In one of the most intrepid political travelogues in recent memory, Emma Larkin tells of the year she spent traveling through Burma using the life and work of George Orwell as her compass......Using Orwell enables her to show, effortlessly, the weight of the colonial experience on Burma today, the ghosts of which are invisible and everywhere. More important, she finds that the path she charts leads her to the people who have found ways to somehow resist the soul-crushing effects of life in this most cruel police state. And George Orwell's moral clarity, hatred of injustice, and keen powers of observation serve as the author's...
Beyond the Book
Burma is located in South East Asia, west of Thailand, and borders Thailand, China, India, Laos and the Indian Ocean. It's total land area is about the size of Texas.

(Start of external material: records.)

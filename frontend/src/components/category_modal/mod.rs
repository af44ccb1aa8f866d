pub mod flow;
pub mod state;

use shared::Category;
use wasm_bindgen_futures::spawn_local;
use web_sys::MouseEvent;
use yew::prelude::*;

use self::state::{CategoryModalAction, CategoryModalState, RenderMode, VisibilityChange, VisibilityTracker};
use super::category_card::CategoryCard;
use super::create_category_form::CreateCategoryForm;
use crate::services::api::ApiClient;
use crate::services::logging::Logger;
use crate::services::session::SessionHandle;

#[derive(Properties, PartialEq)]
pub struct CategoryModalProps {
    pub show: bool,
    pub on_close: Callback<()>,
    pub categories: Vec<Category>,
    pub loading: bool,
    /// List-fetch error owned by the parent; empty means none
    #[prop_or_default]
    pub error: String,
    pub load_categories: Callback<()>,
    pub api_client: ApiClient,
    pub session: SessionHandle,
}

#[function_component(CategoryModal)]
pub fn category_modal(props: &CategoryModalProps) -> Html {
    let state = use_reducer(CategoryModalState::default);
    let visibility = use_mut_ref(VisibilityTracker::default);

    // Load on open; on close drop the form and error, keep in-flight deletes
    use_effect_with(props.show, {
        let load_categories = props.load_categories.clone();
        let state = state.clone();
        move |show| {
            match visibility.borrow_mut().observe(*show) {
                VisibilityChange::Opened => {
                    Logger::debug_with_component("CategoryModal", "Opened, loading categories");
                    load_categories.emit(());
                }
                VisibilityChange::Closed => state.dispatch(CategoryModalAction::Dismiss),
                VisibilityChange::Unchanged => {}
            }
            || ()
        }
    });

    let on_delete = {
        let state = state.clone();
        let api_client = props.api_client.clone();
        let session = props.session.clone();
        let load_categories = props.load_categories.clone();

        Callback::from(move |category_id: String| {
            state.dispatch(CategoryModalAction::BeginDelete(category_id.clone()));

            let state = state.clone();
            let api_client = api_client.clone();
            let session = session.clone();
            let load_categories = load_categories.clone();

            spawn_local(async move {
                let result = flow::delete_category(&api_client, &session, &category_id, &load_categories).await;
                state.dispatch(CategoryModalAction::FinishDelete { category_id, result });
            });
        })
    };

    let on_create_success = {
        let state = state.clone();
        let session = props.session.clone();
        let load_categories = props.load_categories.clone();
        Callback::from(move |_: ()| {
            state.dispatch(flow::on_create_success(&session, &load_categories));
        })
    };

    let on_open_create_form = {
        let state = state.clone();
        Callback::from(move |_: MouseEvent| {
            state.dispatch(CategoryModalAction::OpenCreateForm);
        })
    };

    let on_cancel_create = {
        let state = state.clone();
        Callback::from(move |_: ()| {
            state.dispatch(CategoryModalAction::CloseCreateForm);
        })
    };

    let on_close_click = {
        let on_close = props.on_close.clone();
        Callback::from(move |_: MouseEvent| {
            on_close.emit(());
        })
    };

    let mode = state.render_mode(props.show, props.loading, &props.error, props.categories.len());
    if mode == RenderMode::Hidden {
        return html! {};
    }

    let title = if state.show_create_form() {
        "New category"
    } else {
        "All categories"
    };

    let delete_error_banner = match state.delete_error() {
        Some(error) => html! {
            <div class="category-modal-error">
                {format!("Error: {}", error.user_message())}
            </div>
        },
        None => html! {},
    };

    let body = match mode {
        RenderMode::CreateForm => html! {
            <CreateCategoryForm
                api_client={props.api_client.clone()}
                session={props.session.clone()}
                on_cancel={on_cancel_create}
                on_create_success={on_create_success}
            />
        },
        RenderMode::Loading => html! {
            <>
                {delete_error_banner}
                <div class="category-modal-loading">
                    <div class="spinner"></div>
                    <p>{"Loading categories..."}</p>
                </div>
            </>
        },
        RenderMode::Error(error) => html! {
            <>
                {delete_error_banner}
                <div class="category-modal-error">
                    {format!("Error: {}", error)}
                </div>
            </>
        },
        RenderMode::Empty => html! {
            <>
                {delete_error_banner}
                <div class="category-modal-empty">
                    {"No categories registered"}
                </div>
            </>
        },
        RenderMode::List => html! {
            <>
                {delete_error_banner}
                <div class="category-grid">
                    {for props.categories.iter().map(|category| html! {
                        <CategoryCard
                            key={category.category_id.clone()}
                            category={category.clone()}
                            deleting={state.is_deleting(&category.category_id)}
                            on_delete={on_delete.clone()}
                        />
                    })}
                </div>
            </>
        },
        RenderMode::Hidden => html! {},
    };

    html! {
        <div class="category-modal-backdrop">
            <div class="category-modal">
                <div class="category-modal-content">
                    <div class="category-modal-header">
                        <h3 class="category-modal-title">{title}</h3>
                        <div class="category-modal-header-buttons">
                            {if state.show_create_form() {
                                html! {}
                            } else {
                                html! {
                                    <button class="btn btn-primary" onclick={on_open_create_form}>
                                        {"New category"}
                                    </button>
                                }
                            }}
                            <button
                                class="category-modal-close"
                                onclick={on_close_click}
                                aria-label="Close modal"
                            >
                                {"×"}
                            </button>
                        </div>
                    </div>

                    {body}
                </div>
            </div>
        </div>
    }
}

During much of the 19th Century and early 20th century, it was administered as a province of India by the British. In 1948 it attained independence and is now ruled by a military junta who have refused to give up control despite a landslide win for the National League for Democracy in 1990 (since which time the party's leader has been under almost constant arrest). In 1989 the junta announced that the country's name had been changed to Myanmar, but this not approved by any legislative body (because there isn't one!)
Burma has...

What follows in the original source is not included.